Sorry that she seems to have put an abrubt stop to your long relationship. One thing I have learned is you can never try to figure out what someone else is feeling or going thru. When we start to disect those situations our minds lead us down all sorts of paths. Some good and some bad, but probably the wrong path. She has her feelings and her issues, hey, we all have our issues. You said that she is dealing with depresssion, there really isnt a cure-all for that disease, you learn to deal and cope with it over time and manage your feelings better. So sadly that will be a part of her life for as long as you know her, its just how she chooses to handle it. You mentioned that you were going to see someone about being ADHD, good for you for stepping up and trying to get help.

The one thing that stood out to me was that she asked for a break. I know its a tough pill to swallow and no one likes being "rejected" by someone they put almost 7 years of their life into cannot be easy. But she wouldnt have asked for the break if didnt feel she needed it, so give her what she needs, space. I know you care about her deeply and want her to be well. But the urges you get to reach out to her, you may need to pull the reins back and give her that "space". Im just speculating, but she could read those texts or emails as a way of controling her or what ever.
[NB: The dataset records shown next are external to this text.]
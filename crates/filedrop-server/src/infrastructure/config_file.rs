//! TOML configuration file for the upload server.
//!
//! The file is optional.  Every key has a default, so a partial file only
//! overrides what it names:
//!
//! ```toml
//! [network]
//! port = 4445
//! bind_address = "0.0.0.0"
//! backlog = 5
//!
//! [session]
//! inter_packet_timeout_ms = 3000
//! session_deadline_secs = 30
//! max_buffer_size = 65536
//! max_filename_len = 255
//! # max_workers = 64
//!
//! [storage]
//! root = "/var/lib/filedrop"
//! ```
//!
//! CLI flags are applied on top of the result by `main`.

use std::net::{IpAddr, SocketAddr};
use std::path::{Path, PathBuf};
use std::time::Duration;

use filedrop_core::{DEFAULT_PORT, MAX_FILENAME_LEN};
use serde::{Deserialize, Serialize};
use thiserror::Error;

use crate::domain::{
    ConfigError, ServerConfig, DEFAULT_BACKLOG, DEFAULT_INTER_PACKET_TIMEOUT,
    DEFAULT_MAX_BUFFER_SIZE, DEFAULT_SESSION_DEADLINE, DEFAULT_STORAGE_ROOT,
};

/// Error type for loading the configuration file.
#[derive(Debug, Error)]
pub enum ConfigFileError {
    /// The file could not be read.
    #[error("I/O error reading config at {path}: {source}")]
    Io {
        path: PathBuf,
        #[source]
        source: std::io::Error,
    },

    /// The TOML content could not be parsed.
    #[error("failed to parse config TOML: {0}")]
    Parse(#[from] toml::de::Error),

    /// `bind_address` is not an IP address.
    #[error("invalid bind_address {0:?}")]
    InvalidBindAddress(String),

    /// Port 0 is not allowed in a config file.
    #[error("port must be between 1 and 65535")]
    InvalidPort,

    /// The resulting configuration failed validation.
    #[error(transparent)]
    Invalid(#[from] ConfigError),
}

// ── Config schema types ───────────────────────────────────────────────────────

/// Top-level layout of the configuration file.
#[derive(Debug, Clone, Default, Serialize, Deserialize, PartialEq)]
pub struct FileConfig {
    #[serde(default)]
    pub network: NetworkSection,
    #[serde(default)]
    pub session: SessionSection,
    #[serde(default)]
    pub storage: StorageSection,
}

/// `[network]`
#[derive(Debug, Clone, Serialize, Deserialize, PartialEq)]
pub struct NetworkSection {
    #[serde(default = "default_port")]
    pub port: u16,
    /// IP address to bind.  `"0.0.0.0"` binds all interfaces.
    #[serde(default = "default_bind_address")]
    pub bind_address: String,
    #[serde(default = "default_backlog")]
    pub backlog: u32,
}

/// `[session]`
#[derive(Debug, Clone, Serialize, Deserialize, PartialEq)]
pub struct SessionSection {
    #[serde(default = "default_inter_packet_timeout_ms")]
    pub inter_packet_timeout_ms: u64,
    #[serde(default = "default_session_deadline_secs")]
    pub session_deadline_secs: u64,
    #[serde(default = "default_max_buffer_size")]
    pub max_buffer_size: usize,
    #[serde(default = "default_max_filename_len")]
    pub max_filename_len: usize,
    /// Absent means unlimited.
    #[serde(default, skip_serializing_if = "Option::is_none")]
    pub max_workers: Option<usize>,
}

/// `[storage]`
#[derive(Debug, Clone, Serialize, Deserialize, PartialEq)]
pub struct StorageSection {
    #[serde(default = "default_storage_root")]
    pub root: PathBuf,
}

// ── Default helpers ───────────────────────────────────────────────────────────

fn default_port() -> u16 {
    DEFAULT_PORT
}
fn default_bind_address() -> String {
    "0.0.0.0".to_string()
}
fn default_backlog() -> u32 {
    DEFAULT_BACKLOG
}
fn default_inter_packet_timeout_ms() -> u64 {
    DEFAULT_INTER_PACKET_TIMEOUT.as_millis() as u64
}
fn default_session_deadline_secs() -> u64 {
    DEFAULT_SESSION_DEADLINE.as_secs()
}
fn default_max_buffer_size() -> usize {
    DEFAULT_MAX_BUFFER_SIZE
}
fn default_max_filename_len() -> usize {
    MAX_FILENAME_LEN
}
fn default_storage_root() -> PathBuf {
    PathBuf::from(DEFAULT_STORAGE_ROOT)
}

impl Default for NetworkSection {
    fn default() -> Self {
        Self {
            port: default_port(),
            bind_address: default_bind_address(),
            backlog: default_backlog(),
        }
    }
}

impl Default for SessionSection {
    fn default() -> Self {
        Self {
            inter_packet_timeout_ms: default_inter_packet_timeout_ms(),
            session_deadline_secs: default_session_deadline_secs(),
            max_buffer_size: default_max_buffer_size(),
            max_filename_len: default_max_filename_len(),
            max_workers: None,
        }
    }
}

impl Default for StorageSection {
    fn default() -> Self {
        Self {
            root: default_storage_root(),
        }
    }
}

impl FileConfig {
    /// Parses configuration from TOML text.
    ///
    /// # Errors
    ///
    /// Returns [`ConfigFileError::Parse`] if the TOML is malformed.
    pub fn from_toml(text: &str) -> Result<Self, ConfigFileError> {
        Ok(toml::from_str(text)?)
    }

    /// Converts the file layout into a validated [`ServerConfig`].
    ///
    /// # Errors
    ///
    /// - [`ConfigFileError::InvalidPort`] for port 0.
    /// - [`ConfigFileError::InvalidBindAddress`] if `bind_address` is not an IP.
    /// - [`ConfigFileError::Invalid`] if any other value fails validation.
    pub fn into_server_config(self) -> Result<ServerConfig, ConfigFileError> {
        if self.network.port == 0 {
            return Err(ConfigFileError::InvalidPort);
        }
        let ip: IpAddr = self
            .network
            .bind_address
            .parse()
            .map_err(|_| ConfigFileError::InvalidBindAddress(self.network.bind_address.clone()))?;

        let config = ServerConfig {
            bind_addr: SocketAddr::new(ip, self.network.port),
            backlog: self.network.backlog,
            inter_packet_timeout: Duration::from_millis(self.session.inter_packet_timeout_ms),
            session_deadline: Duration::from_secs(self.session.session_deadline_secs),
            max_buffer_size: self.session.max_buffer_size,
            max_filename_len: self.session.max_filename_len,
            storage_root: self.storage.root,
            max_workers: self.session.max_workers,
        };
        config.validate()?;
        Ok(config)
    }
}

/// Reads and parses the configuration file at `path`.
///
/// Unlike the defaults-on-missing behaviour of an implicit config location,
/// a path given explicitly must exist.
///
/// # Errors
///
/// Returns [`ConfigFileError::Io`] if the file cannot be read and
/// [`ConfigFileError::Parse`] if it is not valid TOML.
pub fn load_config_file(path: &Path) -> Result<FileConfig, ConfigFileError> {
    let content = std::fs::read_to_string(path).map_err(|source| ConfigFileError::Io {
        path: path.to_path_buf(),
        source,
    })?;
    FileConfig::from_toml(&content)
}

// ── Tests ─────────────────────────────────────────────────────────────────────

#[cfg(test)]
mod tests {
    use super::*;

    #[test]
    fn test_empty_file_yields_default_server_config() {
        // Arrange / Act
        let cfg = FileConfig::from_toml("").unwrap().into_server_config().unwrap();

        // Assert
        assert_eq!(cfg, ServerConfig::default());
    }

    #[test]
    fn test_partial_file_overrides_only_named_keys() {
        let text = r#"
            [network]
            port = 9000

            [session]
            inter_packet_timeout_ms = 500
        "#;

        let cfg = FileConfig::from_toml(text).unwrap().into_server_config().unwrap();

        assert_eq!(cfg.bind_addr.port(), 9000);
        assert_eq!(cfg.inter_packet_timeout, Duration::from_millis(500));
        assert_eq!(cfg.session_deadline, Duration::from_secs(30));
        assert_eq!(cfg.backlog, 5);
    }

    #[test]
    fn test_full_file_is_applied() {
        let text = r#"
            [network]
            port = 5000
            bind_address = "127.0.0.1"
            backlog = 16

            [session]
            inter_packet_timeout_ms = 1000
            session_deadline_secs = 10
            max_buffer_size = 1024
            max_filename_len = 64
            max_workers = 8

            [storage]
            root = "/srv/uploads"
        "#;

        let cfg = FileConfig::from_toml(text).unwrap().into_server_config().unwrap();

        assert_eq!(cfg.bind_addr, "127.0.0.1:5000".parse().unwrap());
        assert_eq!(cfg.backlog, 16);
        assert_eq!(cfg.session_deadline, Duration::from_secs(10));
        assert_eq!(cfg.max_buffer_size, 1024);
        assert_eq!(cfg.max_filename_len, 64);
        assert_eq!(cfg.max_workers, Some(8));
        assert_eq!(cfg.storage_root, PathBuf::from("/srv/uploads"));
    }

    #[test]
    fn test_port_zero_is_rejected() {
        let result = FileConfig::from_toml("[network]\nport = 0\n")
            .unwrap()
            .into_server_config();
        assert!(matches!(result, Err(ConfigFileError::InvalidPort)));
    }

    #[test]
    fn test_bad_bind_address_is_rejected() {
        let result = FileConfig::from_toml("[network]\nbind_address = \"not-an-ip\"\n")
            .unwrap()
            .into_server_config();
        assert!(matches!(result, Err(ConfigFileError::InvalidBindAddress(_))));
    }

    #[test]
    fn test_invalid_value_fails_validation() {
        let result = FileConfig::from_toml("[session]\nmax_buffer_size = 0\n")
            .unwrap()
            .into_server_config();
        assert!(matches!(result, Err(ConfigFileError::Invalid(_))));
    }

    #[test]
    fn test_malformed_toml_is_parse_error() {
        let result = FileConfig::from_toml("[network\nport = ");
        assert!(matches!(result, Err(ConfigFileError::Parse(_))));
    }

    #[test]
    fn test_missing_file_is_io_error() {
        let result = load_config_file(Path::new("/nonexistent/filedrop/config.toml"));
        assert!(matches!(result, Err(ConfigFileError::Io { .. })));
    }
}
//! Wire-level constants shared by the server and the sender.

/// TCP port the server listens on when none is configured.
pub const DEFAULT_PORT: u16 = 4445;

/// Maximum number of bytes scanned for the line terminator.
///
/// The splitter never looks further than this, so the terminator must sit
/// inside the first `MAX_FILENAME_LEN` bytes.
pub const MAX_FILENAME_LEN: usize = 255;

/// Longest filename that fits in front of its terminator within
/// [`MAX_FILENAME_LEN`].
pub const MAX_NAME_BYTES: usize = MAX_FILENAME_LEN - 1;

/// Byte a sender writes after the filename.
pub const FILENAME_TERMINATOR: u8 = b'\n';
//! filedrop-client library crate.
//!
//! Sends one file to a filedrop server: the file name on its own line, then
//! the raw content, then a half-close.
//!
//! ```no_run
//! use std::path::Path;
//! use filedrop_client::{send_file, SendOptions};
//!
//! # async fn example() -> Result<(), filedrop_client::SendError> {
//! let report = send_file(Path::new("notes.txt"), "127.0.0.1:4445", &SendOptions::default()).await?;
//! println!("sent {} bytes", report.bytes_sent);
//! # Ok(())
//! # }
//! ```

/// Application layer: the send use case and its progress events.
pub mod application;

/// Infrastructure layer: TCP connect and write helpers with timeouts.
pub mod infrastructure;

pub use application::send_file::{
    send_file, FileSender, SendError, SendEvent, SendOptions, SendReport,
};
Where it is coming out of a place of love from you, who knows what she is reading into it. So let her do the initial communication, you can reply to her. I understand that it might be weeks or months before she reaches out to you, but if during that time she is getting help and working on getting better than thats a good thing. If she is not getting help and is staying in that same funk, you might want to cash in your chips and move on. It's obvious that you care about her deeply. If she cant see that, thats her problem, not yours.

As someone who suffers from depression, you cant be forced to get help, its something you want to do for yourself. You cant go into therapy for someone else and expect to heal yourself. You need to go for you and only you. Therapy isnt easy, you dig up a lot of past memories and while working thru things you may resent some people whom you love. But while working thru all of those issues you find that you do truly love those people.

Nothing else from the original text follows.